Pemerintah Diminta Hentikan Diplomasi Ganda Hukuman Mati

DHF | CNN Indonesia
Selasa, 20 Mar 2018 07:31 WIB
Indonesia dinilai menerapkan diplomasi ganda. Satu sisi menerapkan hukuman mati, namun juga wajib menolong warganya yang terancam hukuman mati di negara lain.
Ilustrasi. (ANTARA FOTO/Puspa Perwitasari)
Jakarta, CNN Indonesia -- Organisasi pemerhati tenaga kerja Indonesia di luar negeri, Migrant Care meminta pemerintah menghentikan diplomasi ganda terhadap isu hukuman mati.

Ketua Pusat Studi Imigrasi Migrant Care Anis Hidayah menjelaskan diplomasi ganda yang dimaksud yaitu di satu sisi Indonesia masih menerapkan hukuman mati, namun di saat yang sama juga berkewajiban menolong warga negaranya yang terancam hukuman mati di luar negeri.

"Ini akan jadi hambatan untuk Pemerintah Indonesia ketika mengupayakan pembebasan bagi warga negara kita yang terancam hukuman mati di berbagai negara," ujar Anis saat ditemui di kantor Migrant Care, Senin (19/3).

ADVERTISEMENT

SCROLL TO CONTINUE WITH CONTENT


Anis mengatakan saat ini banyak negara sudah meninggalkan hukuman mati dalam sistem pemidanaan.
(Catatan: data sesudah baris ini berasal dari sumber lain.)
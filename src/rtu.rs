//! RTU framing: silence-based frame boundaries, CRC-16 trailer, and the
//! t1.5/t3.5 guard timing the protocol derives from baud rate and parity.

use crate::crc::{append_crc, crc16_validate};
use crate::error::{Error, Result};

/// Maximum RTU frame size: 1 (unit) + 253 (PDU) + 2 (CRC).
pub const MAX_RTU_FRAME: usize = 256;
const MIN_RTU_FRAME: usize = 4;

#[derive(Debug, Clone, Copy, PartialEq, Eq)]
pub enum Parity {
    None,
    Even,
    Odd,
}

/// Derives t1.5/t3.5 guard times (in microseconds) from line parameters.
#[derive(Debug, Clone, Copy)]
pub struct RtuTiming {
    pub t15_us: u64,
    pub t35_us: u64,
}

impl RtuTiming {
    /// Computes guard times per the protocol's standard formula. Baud rates
    /// at or above 19200 use the fixed 750us/1750us floor the protocol
    /// specifies instead of scaling further with character time.
    pub fn from_line(baud: u32, parity: Parity, stop_bits: u8) -> Self {
        if baud >= 19200 {
            return Self {
                t15_us: 750,
                t35_us: 1750,
            };
        }
        let data_bits = 8u64;
        let parity_bits = if parity == Parity::None { 0 } else { 1 };
        let stop = stop_bits as u64;
        let bits_per_char = 1 + data_bits + parity_bits + stop; // start + data + parity + stop
        let char_time_us = (bits_per_char * 1_000_000).div_ceil(baud as u64);
        Self {
            t15_us: (char_time_us * 3).div_ceil(2),
            t35_us: (char_time_us * 7).div_ceil(2),
        }
    }

    /// Explicit override, bypassing the formula.
    pub fn custom(t15_us: u64, t35_us: u64) -> Self {
        Self { t15_us, t35_us }
    }

    pub fn t35_ms(&self) -> u64 {
        self.t35_us.div_ceil(1000).max(1)
    }

    pub fn t15_ms(&self) -> u64 {
        self.t15_us.div_ceil(1000).max(1)
    }
}

/// Encodes `unit_id` + `pdu_frame` (function code + payload, already
/// serialized) into `out`, appending the little-endian CRC-16 trailer.
/// Returns the total frame length.
pub fn encode_frame(unit_id: u8, pdu_frame: &[u8], out: &mut [u8]) -> Result<usize> {
    let body_len = 1 + pdu_frame.len();
    if body_len + 2 > out.len() {
        return Err(Error::InvalidArgument {
            reason: "destination buffer too small for RTU frame",
        });
    }
    out[0] = unit_id;
    out[1..1 + pdu_frame.len()].copy_from_slice(pdu_frame);
    let mut crc_buf = [0u8; 2];
    append_crc(&out[..body_len], &mut crc_buf);
    out[body_len..body_len + 2].copy_from_slice(&crc_buf);
    Ok(body_len + 2)
}

/// A decoded RTU frame view: unit id plus the PDU bytes (function code +
/// payload), CRC already verified and stripped.
pub struct DecodedFrame<'a> {
    pub unit_id: u8,
    pub pdu: &'a [u8],
}

/// Validates and strips the CRC trailer from a raw RTU frame.
pub fn decode_frame(frame: &[u8]) -> Result<DecodedFrame<'_>> {
    if frame.len() < MIN_RTU_FRAME || frame.len() > MAX_RTU_FRAME {
        return Err(Error::Framing {
            reason: "RTU frame length out of range",
        });
    }
    if let Err((expected, actual)) = crc16_validate(frame) {
        return Err(Error::Crc { expected, actual });
    }
    Ok(DecodedFrame {
        unit_id: frame[0],
        pdu: &frame[1..frame.len() - 2],
    })
}

/// Accumulates bytes from the transport and declares a frame complete once
/// t3.5 of silence has elapsed since the last byte arrived. Owns a fixed
/// buffer; this is the only state a caller needs per RTU line.
pub struct RtuReceiver {
    buf: [u8; MAX_RTU_FRAME],
    len: usize,
    last_byte_ms: Option<u64>,
    timing: RtuTiming,
}

pub enum RtuPoll {
    /// No complete frame yet; keep reading.
    Pending,
    /// A frame's silence window has elapsed. Caller should validate with
    /// `decode_frame` and then call `reset`.
    FrameReady,
    /// Byte received mid-frame later than t1.5 (but before t3.5) after the
    /// previous one, or the buffer overflowed: a framing violation. Caller
    /// should count it and `reset` (this implementation already has).
    FramingError,
}

impl RtuReceiver {
    pub fn new(timing: RtuTiming) -> Self {
        Self {
            buf: [0u8; MAX_RTU_FRAME],
            len: 0,
            last_byte_ms: None,
            timing,
        }
    }

    pub fn reset(&mut self) {
        self.len = 0;
        self.last_byte_ms = None;
    }

    pub fn is_empty(&self) -> bool {
        self.len == 0
    }

    pub fn frame(&self) -> &[u8] {
        &self.buf[..self.len]
    }

    /// Feeds newly received bytes at timestamp `now_ms`. Returns
    /// `FramingError` immediately on overflow, or if the gap since the
    /// previous byte exceeds t1.5 without yet reaching t3.5 (a broken
    /// character run); otherwise the caller should follow up with
    /// `poll_silence`. A gap at or beyond t3.5 means the previous partial
    /// frame already went silent, so it is dropped without counting an
    /// error and these bytes start a fresh frame.
    pub fn push_bytes(&mut self, bytes: &[u8], now_ms: u64) -> RtuPoll {
        if self.len > 0 {
            if let Some(last) = self.last_byte_ms {
                let gap = now_ms.saturating_sub(last);
                if gap >= self.timing.t35_ms() {
                    self.reset();
                } else if gap > self.timing.t15_ms() {
                    self.reset();
                    return RtuPoll::FramingError;
                }
            }
        }
        if self.len + bytes.len() > MAX_RTU_FRAME {
            self.reset();
            return RtuPoll::FramingError;
        }
        self.buf[self.len..self.len + bytes.len()].copy_from_slice(bytes);
        self.len += bytes.len();
        self.last_byte_ms = Some(now_ms);
        RtuPoll::Pending
    }

    /// Call once per poll iteration with the current time to check whether
    /// the silence window has elapsed.
    pub fn poll_silence(&self, now_ms: u64) -> RtuPoll {
        match self.last_byte_ms {
            Some(last) if self.len > 0 && now_ms.saturating_sub(last) >= self.timing.t35_ms() => {
                RtuPoll::FrameReady
            }
            _ => RtuPoll::Pending,
        }
    }
}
Hukuman mati dianggap melanggar hak asasi manusia dan tidak ada bukti konkret efektivitas hukuman mati.

"Misalnya peredaran narkoba tidak berkurang dengan menembaki orang. Tetap saja sekian ton yang masuk," ujarnya.

Di era pemerintahan Presiden Joko Widodo, sudah dilakukan tiga kali eksekusi mati dilakukan dengan total delapan belas orang jadi korban. Mereka adalah terpidana mati dari kasus peredaran narkoba.


Meski begitu peredaran narkoba tetap ditemukan. Beberapa kasus di antaranya melibatkan selebriti, seperti Fahri Albar, Dhawiya Zaida, dan Roro Fitria.

Peredaran narkoba yang diungkap Badan Narkotika Nasional beberapa waktu terakhir juga dalam jumlah fantastis. Misalnya temuan di perairan Batam sebanyak 1,037 ton pada Rabu (7/2) dan 1,6 ton pada Selasa (20/2).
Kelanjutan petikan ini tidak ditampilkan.